You want to memorise it? Set your important passwords to it. Make yourself type it in a thousand times a day. Guess what, you'll be able to screw up the piece of paper with it on by next week because you'll be so frustrated at having to refer to it and you'll have typed it so often that you'll get it stuck in your head.
The problem with it being just "in your head" is that if you're hit by a bus and forget it - all your stuff is gone forever. Even though
Re: (Score:3)
So why exactly didn't the hypothetical person store the paper (or a copy of it) in a secure place instead? Bank, at home hidden or in a safe?
Re: (Score:1)
> he problem with it being just "in your head" is that if you're hit by a bus and forget it [...]
Yes, but exactly this is *the* feature. My head is gone, the credentials are gone. Unless I take provisions towards the contrary. That's exactly how I want it to work.
Re: (Score:2)
They didn't say their whole head was gone. Just that password.
Re: (Score:2)
Set your important passwords to it.
Passwords... plural. You just failed security 101.
Re: (Score:2)
Depends.
Are you really stupid enough to think that having unique passwords for absolutely everything gives you security?

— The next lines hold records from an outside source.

//! services/api/src/error.rs
//!
//! Defines the primary error type for the entire API service.

use crate::config::ConfigError;
use axum::{
    http::StatusCode,
    response::{IntoResponse, Response},
    Json,
};
use quran_viewer_core::ports::PortError;
use serde_json::json;
use tracing::error;

/// The primary error type for the `api` service.
#[derive(Debug, thiserror::Error)]
pub enum ApiError {
    /// Represents an error that occurred during configuration loading.
    #[error("Configuration error: {0}")]
    Config(#[from] ConfigError),

    /// Represents an error that propagated up from one of the core service ports.
    #[error("Service Port Error: {0}")]
    Port(#[from] PortError),

    /// Represents an error building or using the HTTP client.
    #[error("HTTP client error: {0}")]
    Http(#[from] reqwest::Error),

    /// Represents a standard Input/Output error (e.g., binding to a network socket).
    #[error("IO error: {0}")]
    Io(#[from] std::io::Error),

    /// A request the handlers refuse before reaching the viewer.
    #[error("Bad request: {0}")]
    BadRequest(String),

    /// A catch-all for any other unexpected errors.
    #[error("An unexpected internal error occurred: {0}")]
    Internal(String),
}

impl ApiError {
    pub fn status(&self) -> StatusCode {
        match self {
            ApiError::Port(PortError::NotFound(_)) => StatusCode::NOT_FOUND,
            ApiError::Port(PortError::ContentUnavailable(_)) => StatusCode::BAD_GATEWAY,
            ApiError::Port(PortError::AnchorStale(_)) => StatusCode::CONFLICT,
            ApiError::BadRequest(_) => StatusCode::BAD_REQUEST,
            _ => StatusCode::INTERNAL_SERVER_ERROR,
        }
    }

    /// Whether the client should offer to retry the request.
    pub fn retryable(&self) -> bool {
        matches!(self, ApiError::Port(PortError::ContentUnavailable(_)))
    }
}

impl IntoResponse for ApiError {
    fn into_response(self) -> Response {
        let status = self.status();
        if status.is_server_error() {
            error!("Request failed: {}", self);
        }
        let body = json!({
            "error": self.to_string(),
            "retryable": self.retryable(),
        });
        (status, Json(body)).into_response()
    }
}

Or you do you believe that two services which basically access identical amounts of information about you can happily share a password because any breach of either only means compromise of the exact same information / access?
For example, I really don't care that my Slashdot password is the same as other web forums where the worst that can happen is someone posts something under my name. I
Re: (Score:2)
Are you really stupid enough to think that having unique passwords for absolutely everything gives you security?
Something giving security. You just failed security 101 again, and looked quite the fool calling someone stupid in the process.
For example, I really don't care that my Slashdot password is
So maybe you have a different definition of "important" (your words not mine) than I do.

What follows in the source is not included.